Pour les sénateurs, cette procédure dépasse le cadre de la simple police administrative ou du maintien de l’ordre public. Elle pourrait être employée à d’autres fins, comme la répression, ce qui implique un contrôle accru du fait du risque d’abus. Dès lors, estiment les parlementaires, « non placée sous la surveillance de l’autorité judiciaire, [celle-ci] méconnaît tant la liberté individuelle que le droit à la vie privée. » Le Conseil constitutionnel valide en partie ce point de vue. La réquisition des logs, placée sous la seule responsabilité du pouvoir exécutif, viole le principe de la séparation des pouvoirs lorsqu’elle veut assurer la répression. Pourquoi ? Car la répression est de la compétence de l’autorité judiciaire et implique une couche de garanties supérieures. Mais le Conseil ne va pas annuler le texte, car le morceau de phrase problématique est séparable du tout. Il estime donc qu’en supprimant trois petits mots indépendants ( « et de réprimer » de « afin de prévenir et de réprimer les actes de terrorisme »), tout rentre dans l’ordre.

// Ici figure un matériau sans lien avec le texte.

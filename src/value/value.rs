//! Scalar value type with explicit missing-value semantics
//!
//! Every cell in a table and every expression result is a `Value`.
//! `Missing` is a first-class sentinel, distinct from `null` and from
//! IEEE NaN: non-finite numeric results collapse to `Missing` before they
//! can be stored, so a `Number` at rest is always finite.

use std::cmp::Ordering;
use std::fmt;

use chrono::{DateTime, SecondsFormat, Utc};
use serde::{Deserialize, Serialize};

/// A single scalar cell value.
///
/// Structural equality (`PartialEq`) treats `Missing == Missing`; it is used
/// for grouping, literals, and tests. The engine's comparison semantics go
/// through [`Value::strict_equals`] / [`Value::strict_cmp`], where `Missing`
/// never equals anything, itself included.
#[derive(Debug, Clone, PartialEq, Serialize, Deserialize)]
#[serde(tag = "type", content = "value", rename_all = "camelCase")]
pub enum Value {
    /// Absence of data. Never JSON `null`.
    Missing,
    /// A finite 64-bit float.
    Number(f64),
    /// UTF-8 text.
    Text(String),
    /// Boolean.
    Logical(bool),
    /// An instant in time (UTC).
    Datetime(DateTime<Utc>),
}

impl Value {
    /// Builds a `Number`, collapsing non-finite input to `Missing`.
    ///
    /// All arithmetic in the expression engine funnels through this so that
    /// overflow, division by zero, and domain errors degrade to `Missing`
    /// instead of propagating IEEE special values.
    pub fn number(n: f64) -> Self {
        if n.is_finite() {
            Value::Number(n)
        } else {
            Value::Missing
        }
    }

    /// Returns true if this is the missing sentinel.
    pub fn is_missing(&self) -> bool {
        matches!(self, Value::Missing)
    }

    /// Truthiness used by `filter`, `not`, `and`/`or`, and `ifElse`.
    ///
    /// `Missing` is falsy; a number is truthy unless zero; text is truthy
    /// unless empty; a datetime is always truthy.
    pub fn is_truthy(&self) -> bool {
        match self {
            Value::Missing => false,
            Value::Number(n) => *n != 0.0,
            Value::Text(s) => !s.is_empty(),
            Value::Logical(b) => *b,
            Value::Datetime(_) => true,
        }
    }

    /// Returns the runtime type name for error messages.
    pub fn type_name(&self) -> &'static str {
        match self {
            Value::Missing => "missing",
            Value::Number(_) => "number",
            Value::Text(_) => "text",
            Value::Logical(_) => "logical",
            Value::Datetime(_) => "datetime",
        }
    }

    /// Strict equality: `None` if either side is missing, `Some(eq)` when
    /// both sides share a runtime type, `None` otherwise.
    ///
    /// Callers that must reject mixed-type comparison (the comparison
    /// operators) check type names separately; the join uses this directly
    /// so that mismatched key types simply do not match.
    pub fn strict_equals(&self, other: &Value) -> Option<bool> {
        self.strict_cmp(other).map(|ord| ord == Ordering::Equal)
    }

    /// Strict ordering between two values of the same runtime type.
    ///
    /// `None` when either side is missing or the types differ. Datetimes
    /// compare by instant; logicals order `false < true`.
    pub fn strict_cmp(&self, other: &Value) -> Option<Ordering> {
        match (self, other) {
            (Value::Number(a), Value::Number(b)) => a.partial_cmp(b),
            (Value::Text(a), Value::Text(b)) => Some(a.cmp(b)),
            (Value::Logical(a), Value::Logical(b)) => Some(a.cmp(b)),
            (Value::Datetime(a), Value::Datetime(b)) => Some(a.cmp(b)),
            _ => None,
        }
    }

    /// Rank used to keep sorts total when a column holds mixed types.
    ///
    /// Missing sorts below every concrete value.
    pub(crate) fn sort_rank(&self) -> u8 {
        match self {
            Value::Missing => 0,
            Value::Logical(_) => 1,
            Value::Number(_) => 2,
            Value::Text(_) => 3,
            Value::Datetime(_) => 4,
        }
    }
}

impl fmt::Display for Value {
    fn fmt(&self, f: &mut fmt::Formatter<'_>) -> fmt::Result {
        match self {
            Value::Missing => write!(f, ""),
            Value::Number(n) => write!(f, "{}", n),
            Value::Text(s) => write!(f, "{}", s),
            Value::Logical(b) => write!(f, "{}", b),
            Value::Datetime(d) => {
                write!(f, "{}", d.to_rfc3339_opts(SecondsFormat::Millis, true))
            }
        }
    }
}

#[cfg(test)]
mod tests {
    use super::*;
    use chrono::TimeZone;

    #[test]
    fn test_number_constructor_filters_non_finite() {
        assert_eq!(Value::number(1.5), Value::Number(1.5));
        assert_eq!(Value::number(f64::INFINITY), Value::Missing);
        assert_eq!(Value::number(f64::NEG_INFINITY), Value::Missing);
        assert_eq!(Value::number(f64::NAN), Value::Missing);
    }

    #[test]
    fn test_truthiness() {
        assert!(!Value::Missing.is_truthy());
        assert!(!Value::Number(0.0).is_truthy());
        assert!(Value::Number(-2.0).is_truthy());
        assert!(!Value::Text(String::new()).is_truthy());
        assert!(Value::Text("x".into()).is_truthy());
        assert!(!Value::Logical(false).is_truthy());
        assert!(Value::Logical(true).is_truthy());
        assert!(Value::Datetime(Utc.timestamp_opt(0, 0).unwrap()).is_truthy());
    }

    #[test]
    fn test_strict_equality_missing_never_matches() {
        assert_eq!(Value::Missing.strict_equals(&Value::Missing), None);
        assert_eq!(Value::Missing.strict_equals(&Value::Number(1.0)), None);
        assert_eq!(
            Value::Number(1.0).strict_equals(&Value::Number(1.0)),
            Some(true)
        );
    }

    #[test]
    fn test_strict_cmp_rejects_mixed_types() {
        assert_eq!(Value::Number(1.0).strict_cmp(&Value::Text("1".into())), None);
        assert_eq!(
            Value::Logical(false).strict_cmp(&Value::Logical(true)),
            Some(Ordering::Less)
        );
    }

    #[test]
    fn test_datetime_compares_by_instant() {
        let a = Value::Datetime(Utc.timestamp_opt(100, 0).unwrap());
        let b = Value::Datetime(Utc.timestamp_opt(200, 0).unwrap());
        assert_eq!(a.strict_cmp(&b), Some(Ordering::Less));
        assert_eq!(a.strict_equals(&a.clone()), Some(true));
    }

    #[test]
    fn test_serde_missing_is_tagged_not_null() {
        let json = serde_json::to_value(Value::Missing).unwrap();
        assert_eq!(json, serde_json::json!({"type": "missing"}));
        let back: Value = serde_json::from_value(json).unwrap();
        assert_eq!(back, Value::Missing);
    }

    #[test]
    fn test_type_names() {
        assert_eq!(Value::Missing.type_name(), "missing");
        assert_eq!(Value::Number(0.0).type_name(), "number");
        assert_eq!(Value::Text(String::new()).type_name(), "text");
        assert_eq!(Value::Logical(true).type_name(), "logical");
    }
}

Du coup, la rétention des logs se trouve validée par le juge constitutionnel qui rappelle que toutes les garanties habituelles pourront toujours jouer. Pour le reste, le Conseil constate encore que le législateur a bien « assuré la conciliation qui lui incombe entre, d’une part, le respect de la vie privée des personnes et la liberté d’entreprendre des opérateurs, et, d’autre part, la prévention des actes terroristes, à laquelle concourt la procédure. » On pourra lire la décision en question sur le site de la haute juridiction.